Der Plan (crédit Aka Tak)
On poursuit donc, allègrement, l’écoute d’un sacrée enfilade de morceaux early et mid 80’s sans barrières réductrices. Die Farbe war Mord, de Carambolage, s’envole, rue sans violence et offre des chants féminins sucrés un brin riot, finalement délirants. Xao Seffcheque – Sample & Hold (Wer bitter im Munde hat, kann nicht süßpricken) est vif, fou, cold et indus, doté d’un chant taré. On aime, au delà du raisonnable. Foyer des Arts nous sert Eine Königin mit Rädern untendran (Gerd Bluhm Remix), new-wave dirait-on, mais inclassable. Une fois de plus, on adhère et ça sera le cas jusqu’à la der. De partout surgissent des sons prenants, Die Zimmermänner – Erwin, das tanzende Messer slappe ses basses et vire presque fusion. Voilà le type de compil’ qu’on se doit de posséder quand, comme moi, on affectionne les créneaux musicaux en marge. Östro 430, sur Sexueller Notstand, recourt à un saxo suave, à une voix derechef frappée. Derrière, des notes sereines se glissent. Die Radierer – Angriff aufs Schlaraffenland amorce la fin des festivités, ou presque, en sautillant sur fond de bruits souillés. Eins und Zwei und Drei und Vier; la différence est faite. A partir de trois fois rien, les intervenants suscitent l’allégresse au son de compositions éloignées du convenu. On en vient alors à la dernière de la vingtaine rassemblée, nommée Jonny (Du Lump) et délivrée par Holger Hiller.
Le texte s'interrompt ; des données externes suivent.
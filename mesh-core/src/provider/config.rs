//! `DynamicConfig`: the language-neutral routing configuration the
//! Configuration Provider emits (spec §3, §6). Shaped like the proxy
//! fleet's native dynamic-configuration schema (per-protocol routers,
//! services, and — HTTP only — middlewares), published as JSON from
//! `GET /api/configuration/current`.

use serde::{Deserialize, Serialize};
use std::collections::BTreeMap;

#[derive(Debug, Clone, Default, Serialize, Deserialize, PartialEq)]
pub struct DynamicConfig {
    #[serde(rename = "HTTP")]
    pub http: HttpConfig,
    #[serde(rename = "TCP")]
    pub tcp: TcpConfig,
    #[serde(rename = "UDP")]
    pub udp: UdpConfig,
}

#[derive(Debug, Clone, Default, Serialize, Deserialize, PartialEq)]
pub struct HttpConfig {
    pub routers: BTreeMap<String, HttpRouter>,
    pub services: BTreeMap<String, HttpService>,
    pub middlewares: BTreeMap<String, Middleware>,
}

#[derive(Debug, Clone, Default, Serialize, Deserialize, PartialEq)]
pub struct TcpConfig {
    pub routers: BTreeMap<String, TcpUdpRouter>,
    pub services: BTreeMap<String, TcpUdpService>,
}

#[derive(Debug, Clone, Default, Serialize, Deserialize, PartialEq)]
pub struct UdpConfig {
    pub routers: BTreeMap<String, TcpUdpRouter>,
    pub services: BTreeMap<String, TcpUdpService>,
}

#[derive(Debug, Clone, Serialize, Deserialize, PartialEq)]
#[serde(rename_all = "camelCase")]
pub struct HttpRouter {
    pub entry_points: Vec<String>,
    pub rule: String,
    pub service: String,
    pub priority: u32,
    #[serde(skip_serializing_if = "Vec::is_empty", default)]
    pub middlewares: Vec<String>,
}

#[derive(Debug, Clone, Serialize, Deserialize, PartialEq)]
#[serde(rename_all = "camelCase")]
pub struct TcpUdpRouter {
    pub entry_points: Vec<String>,
    #[serde(skip_serializing_if = "Option::is_none")]
    pub rule: Option<String>,
    pub service: String,
    pub priority: u32,
}

#[derive(Debug, Clone, Serialize, Deserialize, PartialEq)]
pub struct HttpServer {
    pub url: String,
}

#[derive(Debug, Clone, Serialize, Deserialize, PartialEq)]
pub struct TcpUdpServer {
    pub address: String,
}

#[derive(Debug, Clone, Serialize, Deserialize, PartialEq)]
pub struct WeightedServiceRef {
    pub name: String,
    pub weight: u32,
}

#[derive(Debug, Clone, Serialize, Deserialize, PartialEq)]
#[serde(rename_all = "camelCase")]
pub struct LoadBalancer<S> {
    pub servers: Vec<S>,
    pub pass_host_header: bool,
}

#[derive(Debug, Clone, Serialize, Deserialize, PartialEq)]
pub struct WeightedRoundRobin {
    pub services: Vec<WeightedServiceRef>,
}

#[derive(Debug, Clone, Serialize, Deserialize, PartialEq)]
#[serde(rename_all = "camelCase")]
pub enum HttpService {
    LoadBalancer(LoadBalancer<HttpServer>),
    Weighted(WeightedRoundRobin),
}

#[derive(Debug, Clone, Serialize, Deserialize, PartialEq)]
#[serde(rename_all = "camelCase")]
pub enum TcpUdpService {
    LoadBalancer(LoadBalancer<TcpUdpServer>),
    Weighted(WeightedRoundRobin),
}

#[derive(Debug, Clone, Copy, PartialEq, Eq, Serialize, Deserialize)]
#[serde(rename_all = "PascalCase")]
pub enum IpStrategy {
    /// Evaluate against the connection's remote address (direct whitelist).
    RemoteAddr,
    /// Evaluate against the `depth`-th hop of `X-Forwarded-For` (indirect
    /// whitelist). Spec §9 Open Question 1 fixes `depth = 1`.
    Depth(u32),
}

#[derive(Debug, Clone, Serialize, Deserialize, PartialEq)]
#[serde(rename_all = "camelCase")]
pub struct IpWhiteList {
    pub source_range: Vec<String>,
    pub ip_strategy: IpStrategy,
}

#[derive(Debug, Clone, Serialize, Deserialize, PartialEq)]
#[serde(rename_all = "camelCase")]
pub struct CircuitBreaker {
    pub expression: String,
}

#[derive(Debug, Clone, Serialize, Deserialize, PartialEq)]
#[serde(rename_all = "camelCase")]
pub struct Retry {
    pub attempts: u32,
}

#[derive(Debug, Clone, Serialize, Deserialize, PartialEq)]
#[serde(rename_all = "camelCase")]
pub struct RateLimit {
    pub average: u32,
    pub burst: u32,
}

#[derive(Debug, Clone, Serialize, Deserialize, PartialEq)]
#[serde(rename_all = "camelCase")]
pub enum Middleware {
    IpWhiteList(IpWhiteList),
    CircuitBreaker(CircuitBreaker),
    Retry(Retry),
    RateLimit(RateLimit),
}

/// Unreachable sentinel used by the ACL-on deny-all middleware (spec §4.2
/// step 4, §8 invariant 4).
pub const BLOCK_ALL_SENTINEL: &str = "255.255.255.255";
pub const BLOCK_ALL_MIDDLEWARE: &str = "block-all";

pub const READINESS_ROUTER: &str = "readiness";
pub const READINESS_ENTRYPOINT: &str = "readiness";
pub const READINESS_SERVICE: &str = "readiness";
pub const READINESS_BACKEND: &str = "http://127.0.0.1:8080";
Populaere Mechanik (crédit privé)
C’est de manière mélodiquement déglinguée, cadencée, que Eins und Zwei und Drei und Vier – Deutsche Experimentelle Pop-Musik 1980-86 trouve son terme. Bureau B nous est précieux, ses parutions et sa « zik de squats » ici recensée feront le bonheur de ceux qui se tiennent prêts, l’esprit large, à emprunter des chemins de traverse. On citera aussi Tapete Records, dans une approche comparable, d’ailleurs en phase directe avec le label d’Hambourg. Une visite à leur catalogue, à l’image de l’audition de Eins und Zwei und Drei und Vier – Deutsche Experimentelle Pop-Musik 1980-86, s’avèrera forcément jouissivement chronophage et porteuse en termes de sensations sonores définitives.